Kyverno emerges among PSP alternatives

While pod security policies got stuck at the beta phase, separate open source admission controller projects emerged, including Gatekeeper, based on the Open Policy Agent; open source alternatives such as k-rail and magtape; and as of last year, a Cloud Native Computing Foundation (CNCF) sandbox project called Kyverno.

The rise of these externally developed admission controllers was among the factors that led to the deprecation of pod security policies and the decision to start over with a simpler replacement, according to a Kubernetes maintainer's blog post.

"Since there is a robust ecosystem of external admission controllers already available, PSP's replacement doesn't need to be all things to all people," wrote Tabitha Sable, co-chair of the Kubernetes SIG-Security group, in April.

Open Policy Agent (OPA), which quickly rose to prominence among large enterprises two years ago, uses a language called Rego to create policy code. Alternatives such as k-rail are written in Golang. Kyverno, which was donated to CNCF in October 2020, uses YAML, the same language used by Kubernetes itself.

A platform engineering team at retailer Williams-Sonoma Inc. is among the early adopters of Kyverno, which it chose over OPA a year ago because Kyverno uses commands already familiar to Kubernetes operators.

Before Kyverno ... all of the components we used for policy-based namespace provisioning sat outside the container platform and were cobbled together from different open source tools.
Gregory MayInfrastructure Architect, Williams-Sonoma Inc.

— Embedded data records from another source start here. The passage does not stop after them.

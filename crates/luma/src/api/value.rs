// Host <-> guest value translation. HostValue is the owned, VM-independent
// shape the embedding API speaks; encode/decode map it onto interpreter
// values (lists become 1-based sequence tables, maps become keyed tables).

use crate::lua_value::{LuaValue, MultiValue};
use crate::lua_vm::{LuaResult, LuaVM};

#[derive(Debug, Clone, PartialEq)]
pub enum HostValue {
    Nil,
    Bool(bool),
    Int(i64),
    Float(f64),
    Str(String),
    List(Vec<HostValue>),
    Map(Vec<(HostValue, HostValue)>),
}

impl HostValue {
    pub fn is_nil(&self) -> bool {
        matches!(self, HostValue::Nil)
    }

    pub fn as_int(&self) -> Option<i64> {
        match self {
            HostValue::Int(i) => Some(*i),
            HostValue::Float(f) if f.fract() == 0.0 => Some(*f as i64),
            _ => None,
        }
    }

    pub fn as_str(&self) -> Option<&str> {
        match self {
            HostValue::Str(s) => Some(s),
            _ => None,
        }
    }
}

impl From<&str> for HostValue {
    fn from(s: &str) -> Self {
        HostValue::Str(s.to_string())
    }
}

impl From<String> for HostValue {
    fn from(s: String) -> Self {
        HostValue::Str(s)
    }
}

impl From<i64> for HostValue {
    fn from(i: i64) -> Self {
        HostValue::Int(i)
    }
}

impl From<f64> for HostValue {
    fn from(f: f64) -> Self {
        HostValue::Float(f)
    }
}

impl From<bool> for HostValue {
    fn from(b: bool) -> Self {
        HostValue::Bool(b)
    }
}

impl<T: Into<HostValue>> From<Vec<T>> for HostValue {
    fn from(items: Vec<T>) -> Self {
        HostValue::List(items.into_iter().map(Into::into).collect())
    }
}

/// Encode a host value into the VM's value space.
pub fn encode(vm: &mut LuaVM, value: HostValue) -> LuaResult<LuaValue> {
    let encoded = match value {
        HostValue::Nil => LuaValue::Nil,
        HostValue::Bool(b) => LuaValue::Boolean(b),
        HostValue::Int(i) => LuaValue::Integer(i),
        HostValue::Float(f) => LuaValue::Float(f),
        HostValue::Str(s) => vm.create_string_value(s),
        HostValue::List(items) => {
            let table = vm.create_table();
            for (i, item) in items.into_iter().enumerate() {
                let lua_item = encode(vm, item)?;
                table.borrow_mut().raw_set_int(i as i64 + 1, lua_item);
            }
            LuaValue::Table(table)
        }
        HostValue::Map(entries) => {
            let table = vm.create_table();
            for (key, value) in entries {
                let lua_key = encode(vm, key)?;
                let lua_value = encode(vm, value)?;
                if lua_key.is_nil() {
                    return Err(vm.error("cannot encode a map entry with a nil key"));
                }
                table.borrow_mut().raw_set(lua_key, lua_value);
            }
            LuaValue::Table(table)
        }
    };
    Ok(encoded)
}

/// Decode a guest value for the host. Sequence-shaped tables (border equals
/// entry count) decode to lists, anything else to maps. Functions and
/// userdata have no host shape and fail.
pub fn decode(vm: &LuaVM, value: &LuaValue) -> LuaResult<HostValue> {
    decode_depth(vm, value, 0)
}

fn decode_depth(vm: &LuaVM, value: &LuaValue, depth: usize) -> LuaResult<HostValue> {
    if depth > 64 {
        return Err(vm.error("value too deep to decode"));
    }
    let decoded = match value {
        LuaValue::Nil => HostValue::Nil,
        LuaValue::Boolean(b) => HostValue::Bool(*b),
        LuaValue::Integer(i) => HostValue::Int(*i),
        LuaValue::Float(f) => HostValue::Float(*f),
        LuaValue::String(s) => HostValue::Str(s.as_str().to_string()),
        LuaValue::Table(t) => {
            let table = t.borrow();
            let border = table.border();
            if border as usize == table.entry_count() {
                let mut items = Vec::with_capacity(border as usize);
                for i in 1..=border {
                    items.push(decode_depth(vm, &table.raw_get_int(i), depth + 1)?);
                }
                HostValue::List(items)
            } else {
                let mut entries = Vec::with_capacity(table.entry_count());
                for (k, v) in table.iter_all() {
                    entries.push((
                        decode_depth(vm, &k, depth + 1)?,
                        decode_depth(vm, &v, depth + 1)?,
                    ));
                }
                HostValue::Map(entries)
            }
        }
        other => {
            return Err(vm.error(format!("cannot decode a {} value", other.type_name())));
        }
    };
    Ok(decoded)
}

pub fn decode_many(vm: &LuaVM, values: &[LuaValue]) -> LuaResult<Vec<HostValue>> {
    values.iter().map(|v| decode(vm, v)).collect()
}

pub fn encode_many(vm: &mut LuaVM, values: Vec<HostValue>) -> LuaResult<Vec<LuaValue>> {
    values.into_iter().map(|v| encode(vm, v)).collect()
}

pub(crate) fn multi_from_host(vm: &mut LuaVM, values: Vec<HostValue>) -> LuaResult<MultiValue> {
    Ok(MultiValue::multiple(encode_many(vm, values)?))
}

"Before Kyverno, we had our own custom abstraction layer where [development] teams could self-provision a [Kubernetes] environment," said Gregory May, an infrastructure architect at Williams-Sonoma. "All of the components we used for policy-based namespace provisioning sat outside the container platform and were cobbled together from different open source tools like Terraform and Jenkins."

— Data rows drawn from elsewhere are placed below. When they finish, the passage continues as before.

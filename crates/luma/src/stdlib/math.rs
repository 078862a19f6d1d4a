// Math library
// pi, huge, maxinteger, mininteger, abs, ceil, floor, sqrt, sin, cos, tan,
// exp, log, pow, min, max, fmod, modf, tointeger, type, random, randomseed

use crate::lib_registry::{LibraryModule, arg_count, get_arg, get_args, require_arg};
use crate::lua_value::{LuaValue, MultiValue};
use crate::lua_vm::{LuaResult, LuaVM};
use rand::{Rng, RngCore, SeedableRng};

pub fn create_math_lib() -> LibraryModule {
    crate::lib_module!("math", {
        "abs" => math_abs,
        "ceil" => math_ceil,
        "floor" => math_floor,
        "sqrt" => math_sqrt,
        "sin" => math_sin,
        "cos" => math_cos,
        "tan" => math_tan,
        "exp" => math_exp,
        "log" => math_log,
        "pow" => math_pow,
        "min" => math_min,
        "max" => math_max,
        "fmod" => math_fmod,
        "modf" => math_modf,
        "tointeger" => math_tointeger,
        "type" => math_type,
        "random" => math_random,
        "randomseed" => math_randomseed,
    })
}

/// Constants are plain table fields; installed after the functions.
pub fn install_constants(vm: &mut LuaVM) {
    if let Some(math) = vm.get_global("math").as_table() {
        let mut t = math.borrow_mut();
        t.raw_set_str("pi", LuaValue::Float(std::f64::consts::PI));
        t.raw_set_str("huge", LuaValue::Float(f64::INFINITY));
        t.raw_set_str("maxinteger", LuaValue::Integer(i64::MAX));
        t.raw_set_str("mininteger", LuaValue::Integer(i64::MIN));
    }
}

fn checknumber(vm: &mut LuaVM, n: usize, fname: &str) -> LuaResult<f64> {
    let Some(v) = get_arg(vm, n) else {
        return Err(vm.error(format!(
            "bad argument #{} to '{}' (number expected, got no value)",
            n + 1,
            fname
        )));
    };
    if let Some(f) = v.as_float() {
        return Ok(f);
    }
    if let Some(s) = v.as_str() {
        if let Some(num) = crate::lua_vm::arith::str_to_number(s) {
            if let Some(f) = num.as_float() {
                return Ok(f);
            }
        }
    }
    Err(vm.error(format!(
        "bad argument #{} to '{}' (number expected, got {})",
        n + 1,
        fname,
        v.type_name()
    )))
}

fn math_abs(vm: &mut LuaVM) -> LuaResult<MultiValue> {
    let value = require_arg(vm, 0, "abs")?;
    let result = match value {
        LuaValue::Integer(i) => LuaValue::Integer(i.wrapping_abs()),
        _ => LuaValue::Float(checknumber(vm, 0, "abs")?.abs()),
    };
    Ok(MultiValue::single(result))
}

/// ceil/floor return integers when the result fits, as in Lua 5.3.
fn math_ceil(vm: &mut LuaVM) -> LuaResult<MultiValue> {
    let value = require_arg(vm, 0, "ceil")?;
    if let LuaValue::Integer(i) = value {
        return Ok(MultiValue::single(LuaValue::Integer(i)));
    }
    let f = checknumber(vm, 0, "ceil")?.ceil();
    Ok(MultiValue::single(float_result_to_integer(f)))
}

fn math_floor(vm: &mut LuaVM) -> LuaResult<MultiValue> {
    let value = require_arg(vm, 0, "floor")?;
    if let LuaValue::Integer(i) = value {
        return Ok(MultiValue::single(LuaValue::Integer(i)));
    }
    let f = checknumber(vm, 0, "floor")?.floor();
    Ok(MultiValue::single(float_result_to_integer(f)))
}

fn float_result_to_integer(f: f64) -> LuaValue {
    if f.is_finite() && f >= i64::MIN as f64 && f <= i64::MAX as f64 {
        LuaValue::Integer(f as i64)
    } else {
        LuaValue::Float(f)
    }
}

macro_rules! float_fn {
    ($name:ident, $fname:literal, $op:expr) => {
        fn $name(vm: &mut LuaVM) -> LuaResult<MultiValue> {
            let x = checknumber(vm, 0, $fname)?;
            Ok(MultiValue::single(LuaValue::Float(($op)(x))))
        }
    };
}

float_fn!(math_sqrt, "sqrt", |x: f64| x.sqrt());
float_fn!(math_sin, "sin", |x: f64| x.sin());
float_fn!(math_cos, "cos", |x: f64| x.cos());
float_fn!(math_tan, "tan", |x: f64| x.tan());
float_fn!(math_exp, "exp", |x: f64| x.exp());

fn math_log(vm: &mut LuaVM) -> LuaResult<MultiValue> {
    let x = checknumber(vm, 0, "log")?;
    let result = match get_arg(vm, 1) {
        None => x.ln(),
        Some(_) => {
            let base = checknumber(vm, 1, "log")?;
            if base == 2.0 {
                x.log2()
            } else if base == 10.0 {
                x.log10()
            } else {
                x.ln() / base.ln()
            }
        }
    };
    Ok(MultiValue::single(LuaValue::Float(result)))
}

fn math_pow(vm: &mut LuaVM) -> LuaResult<MultiValue> {
    let x = checknumber(vm, 0, "pow")?;
    let y = checknumber(vm, 1, "pow")?;
    Ok(MultiValue::single(LuaValue::Float(x.powf(y))))
}

fn math_min(vm: &mut LuaVM) -> LuaResult<MultiValue> {
    min_max(vm, "min", true)
}

fn math_max(vm: &mut LuaVM) -> LuaResult<MultiValue> {
    min_max(vm, "max", false)
}

fn min_max(vm: &mut LuaVM, fname: &str, want_min: bool) -> LuaResult<MultiValue> {
    if arg_count(vm) == 0 {
        return Err(vm.error(format!(
            "bad argument #1 to '{}' (number expected, got no value)",
            fname
        )));
    }
    let args = get_args(vm);
    let mut best = args[0].clone();
    for (i, candidate) in args.iter().enumerate().skip(1) {
        if !candidate.is_number() {
            return Err(vm.error(format!(
                "bad argument #{} to '{}' (number expected, got {})",
                i + 1,
                fname,
                candidate.type_name()
            )));
        }
        let a = candidate.as_float().unwrap_or(f64::NAN);
        let b = best.as_float().unwrap_or(f64::NAN);
        if (want_min && a < b) || (!want_min && a > b) {
            best = candidate.clone();
        }
    }
    if !best.is_number() {
        return Err(vm.error(format!(
            "bad argument #1 to '{}' (number expected, got {})",
            fname,
            best.type_name()
        )));
    }
    Ok(MultiValue::single(best))
}

fn math_fmod(vm: &mut LuaVM) -> LuaResult<MultiValue> {
    let a = require_arg(vm, 0, "fmod")?;
    let b = require_arg(vm, 1, "fmod")?;
    if let (LuaValue::Integer(x), LuaValue::Integer(y)) = (&a, &b) {
        if *y == 0 {
            return Err(vm.error("bad argument #2 to 'fmod' (zero)"));
        }
        return Ok(MultiValue::single(LuaValue::Integer(x.wrapping_rem(*y))));
    }
    let x = checknumber(vm, 0, "fmod")?;
    let y = checknumber(vm, 1, "fmod")?;
    Ok(MultiValue::single(LuaValue::Float(x % y)))
}

/// modf -> integral part (float), fractional part.
fn math_modf(vm: &mut LuaVM) -> LuaResult<MultiValue> {
    let x = checknumber(vm, 0, "modf")?;
    let int_part = x.trunc();
    let frac = if x.is_infinite() { 0.0 } else { x - int_part };
    Ok(MultiValue::multiple(vec![
        LuaValue::Float(int_part),
        LuaValue::Float(frac),
    ]))
}

fn math_tointeger(vm: &mut LuaVM) -> LuaResult<MultiValue> {
    let value = get_arg(vm, 0).unwrap_or(LuaValue::Nil);
    let result = match &value {
        LuaValue::Integer(i) => LuaValue::Integer(*i),
        LuaValue::Float(f) if f.fract() == 0.0 && f.is_finite() => LuaValue::Integer(*f as i64),
        _ => LuaValue::Nil,
    };
    Ok(MultiValue::single(result))
}

/// math.type: "integer", "float", or nil for non-numbers.
fn math_type(vm: &mut LuaVM) -> LuaResult<MultiValue> {
    let value = get_arg(vm, 0).unwrap_or(LuaValue::Nil);
    let result = match value {
        LuaValue::Integer(_) => LuaValue::str("integer"),
        LuaValue::Float(_) => LuaValue::str("float"),
        _ => LuaValue::Nil,
    };
    Ok(MultiValue::single(result))
}

fn math_random(vm: &mut LuaVM) -> LuaResult<MultiValue> {
    match arg_count(vm) {
        0 => {
            let r: f64 = vm.rng.r#gen();
            Ok(MultiValue::single(LuaValue::Float(r)))
        }
        1 => {
            let upper = require_arg(vm, 0, "random")?
                .as_integer()
                .ok_or_else(|| vm.error("bad argument #1 to 'random' (number expected)"))?;
            if upper < 1 {
                return Err(vm.error("bad argument #1 to 'random' (interval is empty)"));
            }
            let r = vm.rng.gen_range(1..=upper);
            Ok(MultiValue::single(LuaValue::Integer(r)))
        }
        _ => {
            let low = require_arg(vm, 0, "random")?
                .as_integer()
                .ok_or_else(|| vm.error("bad argument #1 to 'random' (number expected)"))?;
            let upper = require_arg(vm, 1, "random")?
                .as_integer()
                .ok_or_else(|| vm.error("bad argument #2 to 'random' (number expected)"))?;
            if low > upper {
                return Err(vm.error("bad argument #2 to 'random' (interval is empty)"));
            }
            let r = vm.rng.gen_range(low..=upper);
            Ok(MultiValue::single(LuaValue::Integer(r)))
        }
    }
}

fn math_randomseed(vm: &mut LuaVM) -> LuaResult<MultiValue> {
    let seed = match get_arg(vm, 0) {
        Some(v) if !v.is_nil() => v
            .as_float()
            .ok_or_else(|| vm.error("bad argument #1 to 'randomseed' (number expected)"))?
            .to_bits(),
        _ => std::time::SystemTime::now()
            .duration_since(std::time::UNIX_EPOCH)
            .map(|d| d.as_nanos() as u64)
            .unwrap_or(0),
    };
    vm.rng = rand::rngs::SmallRng::seed_from_u64(seed);
    let _ = vm.rng.next_u32();
    Ok(MultiValue::empty())
}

Kyverno's Kubernetes-based admission controller eliminated an intermediate API the custom abstraction layer had used, streamlining the container provisioning process for May's team.

Replacing PSP wasn't the motivation for May's team to deploy Kyverno, since PSP deprecation came later. However Kyverno will minimize the impact of the transition to Pod Security Admission upstream, he said.

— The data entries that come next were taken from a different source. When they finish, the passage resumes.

// Arithmetic, comparison, and concatenation with Lua 5.3's number tower:
// integer ops wrap, mixing promotes to float, '/' and '^' are always float,
// arithmetic coerces numeric strings, bitwise does not.

use super::{Instruction, LuaResult, LuaVM, OpCode};
use crate::lua_value::{LuaValue, float_to_lua_string};

/// Parse a string as a Lua number (decimal or hex, integer or float).
/// Used by arithmetic coercion and `tonumber`.
pub fn str_to_number(s: &str) -> Option<LuaValue> {
    let t = s.trim();
    if t.is_empty() {
        return None;
    }
    let (negative, body) = match t.strip_prefix('-') {
        Some(rest) => (true, rest.trim_start()),
        None => (false, t),
    };
    let body = body.strip_prefix('+').unwrap_or(body);

    if let Some(hex) = body
        .strip_prefix("0x")
        .or_else(|| body.strip_prefix("0X"))
    {
        let mut value: u64 = 0;
        let mut any = false;
        for ch in hex.chars() {
            let d = ch.to_digit(16)?;
            value = value.wrapping_mul(16).wrapping_add(d as u64);
            any = true;
        }
        if !any {
            return None;
        }
        let v = value as i64;
        return Some(LuaValue::Integer(if negative { v.wrapping_neg() } else { v }));
    }

    if let Ok(i) = body.parse::<i64>() {
        return Some(LuaValue::Integer(if negative { i.wrapping_neg() } else { i }));
    }
    if let Ok(f) = body.parse::<f64>() {
        return Some(LuaValue::Float(if negative { -f } else { f }));
    }
    None
}

/// Arithmetic operand view: number, or numeric string.
fn coerce_number(v: &LuaValue) -> Option<LuaValue> {
    match v {
        LuaValue::Integer(_) | LuaValue::Float(_) => Some(v.clone()),
        LuaValue::String(s) => str_to_number(s.as_str()),
        _ => None,
    }
}

fn floor_div_int(a: i64, b: i64) -> i64 {
    let q = a.wrapping_div(b);
    if (a % b != 0) && ((a < 0) != (b < 0)) {
        q.wrapping_sub(1)
    } else {
        q
    }
}

fn floor_mod_int(a: i64, b: i64) -> i64 {
    let r = a.wrapping_rem(b);
    if r != 0 && ((r < 0) != (b < 0)) {
        r.wrapping_add(b)
    } else {
        r
    }
}

fn floor_mod_float(a: f64, b: f64) -> f64 {
    a - (a / b).floor() * b
}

"It's nice to already have this deployed," May said. "We wouldn't have a solution for [PSP deprecation] otherwise."

Gregory May, Williams-SonomaGregory May

Proponents of OPA tout the fact that its policies can be applied to IT resources both within Kubernetes and well beyond it. Kyverno, meanwhile, is optimized for use within Kubernetes, a relatively limited scope, but without the complexity of the Rego policy language. Both approaches have their fans.

"Kyverno has all we need," May said. His team is also evaluating VMware's Tanzu Mission Control, which builds on OPA, but as of now plans to stick with Kyverno for automating namespace deployments.

Nirmata Inc. banks on Kyverno

Kyverno emerged from a policy module developed by a Kubernetes hosting vendor, then called Nirmata Container Solutions, in early 2018. Later that year, the company rebranded as Nirmata Inc. and created a version of that policy module based on Kubernetes custom resource definitions in 2019. This project, dubbed Kyverno, was donated to the CNCF in October 2020.

Kyverno's growth in the open source community prompted another shift in direction for Nirmata, which now markets the Nirmata Policy Manager (NPM) for Kyverno alongside its eponymous Kubernetes management platform. This month, Nirmata received $3.6 million in pre-series A funding to explore a new go-to-market strategy focused on NPM and the Kyverno project.

This is a smart move for a small vendor in a Kubernetes platform market already dominated by large IT vendors such as Red Hat and VMware, according to Jay Lyman, an analyst at S&P Global's 451 Research, in a 2021 Market Insight Report on Nirmata.

"Nirmata's work with open source software such as Kyverno and communities such as Cloud Native Computing Foundation (CNCF) working groups will likely pay off in the form of broader use and deeper integrations and partnerships," Lyman wrote. "The company will have to fully leverage those because it is among the smaller players in a Kubernetes market landscape populated by the public cloud behemoths and deeply established enterprise vendors."